**Work order**.
Keeping every character as it is, transcribe the entries below.
------ Record set
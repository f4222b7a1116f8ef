use std::env;
use std::str::FromStr;

use anyhow::{Context, Result, anyhow};

pub const DEFAULT_HOST: &str = "127.0.0.1";
pub const DEFAULT_PORT: u16 = 8080;
pub const DEFAULT_POOL_SIZE: u32 = 10;
pub const DEFAULT_SESSION_TTL_HOURS: i64 = 12;
pub const DEFAULT_PAGE_SIZE: i64 = 20;
pub const DEFAULT_LOG_FILTER: &str = "info";

/// Runtime settings, read from the environment (and `.env` when present).
#[derive(Debug, Clone)]
pub struct AppConfig {
    pub database_url: String,
    pub host: String,
    pub port: u16,
    pub pool_size: u32,
    pub session_ttl_hours: i64,
    pub page_size: i64,
    pub log_filter: String,
}

impl AppConfig {
    pub fn from_env() -> Result<Self> {
        dotenvy::dotenv().ok();
        Self::from_lookup(|key| env::var(key).ok())
    }

    /// Builds the config from an arbitrary key lookup.
    pub fn from_lookup<F>(lookup: F) -> Result<Self>
    where
        F: Fn(&str) -> Option<String>,
    {
        let database_url = lookup("DATABASE_URL").ok_or_else(|| anyhow!("DATABASE_URL must be set"))?;

        let config = AppConfig {
            database_url,
            host: lookup("EMR_HOST").unwrap_or_else(|| DEFAULT_HOST.to_string()),
            port: parse_or(&lookup, "EMR_PORT", DEFAULT_PORT)?,
            pool_size: parse_or(&lookup, "EMR_POOL_SIZE", DEFAULT_POOL_SIZE)?,
            session_ttl_hours: parse_or(&lookup, "EMR_SESSION_TTL_HOURS", DEFAULT_SESSION_TTL_HOURS)?,
            page_size: parse_or(&lookup, "EMR_PAGE_SIZE", DEFAULT_PAGE_SIZE)?,
            log_filter: lookup("RUST_LOG").unwrap_or_else(|| DEFAULT_LOG_FILTER.to_string()),
        };

        if config.pool_size == 0 {
            return Err(anyhow!("EMR_POOL_SIZE must be at least 1"));
        }
        if config.session_ttl_hours <= 0 {
            return Err(anyhow!("EMR_SESSION_TTL_HOURS must be positive"));
        }
        if config.page_size <= 0 {
            return Err(anyhow!("EMR_PAGE_SIZE must be positive"));
        }
        Ok(config)
    }
}

fn parse_or<F, T>(lookup: &F, key: &str, default: T) -> Result<T>
where
    F: Fn(&str) -> Option<String>,
    T: FromStr,
    T::Err: std::error::Error + Send + Sync + 'static,
{
    match lookup(key) {
        Some(raw) => raw
            .trim()
            .parse()
            .with_context(|| format!("Invalid value for {}: {:?}", key, raw)),
        None => Ok(default),
    }
}

#[cfg(test)]
mod tests {
    use super::*;
    use std::collections::HashMap;

    fn config_from(pairs: &[(&str, &str)]) -> Result<AppConfig> {
        let vars: HashMap<String, String> = pairs
            .iter()
            .map(|(k, v)| (k.to_string(), v.to_string()))
            .collect();
        AppConfig::from_lookup(|key| vars.get(key).cloned())
    }

    #[test]
    fn defaults_apply_when_only_database_is_set() {
        let config = config_from(&[("DATABASE_URL", "postgres://localhost/emr")]).unwrap();
        assert_eq!(config.host, DEFAULT_HOST);
        assert_eq!(config.port, DEFAULT_PORT);
        assert_eq!(config.pool_size, DEFAULT_POOL_SIZE);
        assert_eq!(config.session_ttl_hours, DEFAULT_SESSION_TTL_HOURS);
        assert_eq!(config.page_size, DEFAULT_PAGE_SIZE);
        assert_eq!(config.log_filter, "info");
    }

    #[test]
    fn database_url_is_required() {
        let err = config_from(&[("EMR_PORT", "9000")]).unwrap_err();
        assert!(err.to_string().contains("DATABASE_URL"));
    }

    #[test]
    fn overrides_are_parsed() {
        let config = config_from(&[
            ("DATABASE_URL", "postgres://db/emr"),
            ("EMR_HOST", "0.0.0.0"),
            ("EMR_PORT", " 9090 "),
            ("EMR_POOL_SIZE", "4"),
            ("EMR_PAGE_SIZE", "50"),
            ("RUST_LOG", "emr_clinic=debug"),
        ])
        .unwrap();
        assert_eq!(config.host, "0.0.0.0");
        assert_eq!(config.port, 9090);
        assert_eq!(config.pool_size, 4);
        assert_eq!(config.page_size, 50);
        assert_eq!(config.log_filter, "emr_clinic=debug");
    }

    #[test]
    fn garbage_numbers_are_rejected() {
        let err = config_from(&[("DATABASE_URL", "postgres://db/emr"), ("EMR_PORT", "eighty")]).unwrap_err();
        assert!(err.to_string().contains("EMR_PORT"));
    }

    #[test]
    fn zero_pool_is_rejected() {
        assert!(config_from(&[("DATABASE_URL", "postgres://db/emr"), ("EMR_POOL_SIZE", "0")]).is_err());
    }
}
------------
**Response**.
repository f4222b7a1116f8ef
use std::env;
use std::str::FromStr;

use anyhow::{Context, Result, anyhow};

pub const DEFAULT_HOST: &str = "127.0.0.1";
pub const DEFAULT_PORT: u16 = 8080;
pub const DEFAULT_POOL_SIZE: u32 = 10;
pub const DEFAULT_SESSION_TTL_HOURS: i64 = 12;
pub const DEFAULT_PAGE_SIZE: i64 = 20;
pub const DEFAULT_LOG_FILTER: &str = "info";

/// Runtime settings, read from the environment (and `.env` when present).
#[derive(Debug, Clone)]
pub struct AppConfig {
    pub database_url: String,
    pub host: String,
    pub port: u16,
    pub pool_size: u32,
    pub session_ttl_hours: i64,
    pub page_size: i64,
    pub log_filter: String,
}

impl AppConfig {
    pub fn from_env() -> Result<Self> {
        dotenvy::dotenv().ok();
        Self::from_lookup(|key| env::var(key).ok())
    }

    /// Builds the config from an arbitrary key lookup.
    pub fn from_lookup<F>(lookup: F) -> Result<Self>
    where
        F: Fn(&str) -> Option<String>,
    {
        let database_url = lookup("DATABASE_URL").ok_or_else(|| anyhow!("DATABASE_URL must be set"))?;

        let config = AppConfig {
            database_url,
            host: lookup("EMR_HOST").unwrap_or_else(|| DEFAULT_HOST.to_string()),
            port: parse_or(&lookup, "EMR_PORT", DEFAULT_PORT)?,
            pool_size: parse_or(&lookup, "EMR_POOL_SIZE", DEFAULT_POOL_SIZE)?,
            session_ttl_hours: parse_or(&lookup, "EMR_SESSION_TTL_HOURS", DEFAULT_SESSION_TTL_HOURS)?,
            page_size: parse_or(&lookup, "EMR_PAGE_SIZE", DEFAULT_PAGE_SIZE)?,
            log_filter: lookup("RUST_LOG").unwrap_or_else(|| DEFAULT_LOG_FILTER.to_string()),
        };

        if config.pool_size == 0 {
            return Err(anyhow!("EMR_POOL_SIZE must be at least 1"));
        }
        if config.session_ttl_hours <= 0 {
            return Err(anyhow!("EMR_SESSION_TTL_HOURS must be positive"));
        }
        if config.page_size <= 0 {
            return Err(anyhow!("EMR_PAGE_SIZE must be positive"));
        }
        Ok(config)
    }
}

fn parse_or<F, T>(lookup: &F, key: &str, default: T) -> Result<T>
where
    F: Fn(&str) -> Option<String>,
    T: FromStr,
    T::Err: std::error::Error + Send + Sync + 'static,
{
    match lookup(key) {
        Some(raw) => raw
            .trim()
            .parse()
            .with_context(|| format!("Invalid value for {}: {:?}", key, raw)),
        None => Ok(default),
    }
}

#[cfg(test)]
mod tests {
    use super::*;
    use std::collections::HashMap;

    fn config_from(pairs: &[(&str, &str)]) -> Result<AppConfig> {
        let vars: HashMap<String, String> = pairs
            .iter()
            .map(|(k, v)| (k.to_string(), v.to_string()))
            .collect();
        AppConfig::from_lookup(|key| vars.get(key).cloned())
    }

    #[test]
    fn defaults_apply_when_only_database_is_set() {
        let config = config_from(&[("DATABASE_URL", "postgres://localhost/emr")]).unwrap();
        assert_eq!(config.host, DEFAULT_HOST);
        assert_eq!(config.port, DEFAULT_PORT);
        assert_eq!(config.pool_size, DEFAULT_POOL_SIZE);
        assert_eq!(config.session_ttl_hours, DEFAULT_SESSION_TTL_HOURS);
        assert_eq!(config.page_size, DEFAULT_PAGE_SIZE);
        assert_eq!(config.log_filter, "info");
    }

    #[test]
    fn database_url_is_required() {
        let err = config_from(&[("EMR_PORT", "9000")]).unwrap_err();
        assert!(err.to_string().contains("DATABASE_URL"));
    }

    #[test]
    fn overrides_are_parsed() {
        let config = config_from(&[
            ("DATABASE_URL", "postgres://db/emr"),
            ("EMR_HOST", "0.0.0.0"),
            ("EMR_PORT", " 9090 "),
            ("EMR_POOL_SIZE", "4"),
            ("EMR_PAGE_SIZE", "50"),
            ("RUST_LOG", "emr_clinic=debug"),
        ])
        .unwrap();
        assert_eq!(config.host, "0.0.0.0");
        assert_eq!(config.port, 9090);
        assert_eq!(config.pool_size, 4);
        assert_eq!(config.page_size, 50);
        assert_eq!(config.log_filter, "emr_clinic=debug");
    }

    #[test]
    fn garbage_numbers_are_rejected() {
        let err = config_from(&[("DATABASE_URL", "postgres://db/emr"), ("EMR_PORT", "eighty")]).unwrap_err();
        assert!(err.to_string().contains("EMR_PORT"));
    }

    #[test]
    fn zero_pool_is_rejected() {
        assert!(config_from(&[("DATABASE_URL", "postgres://db/emr"), ("EMR_POOL_SIZE", "0")]).is_err());
    }
}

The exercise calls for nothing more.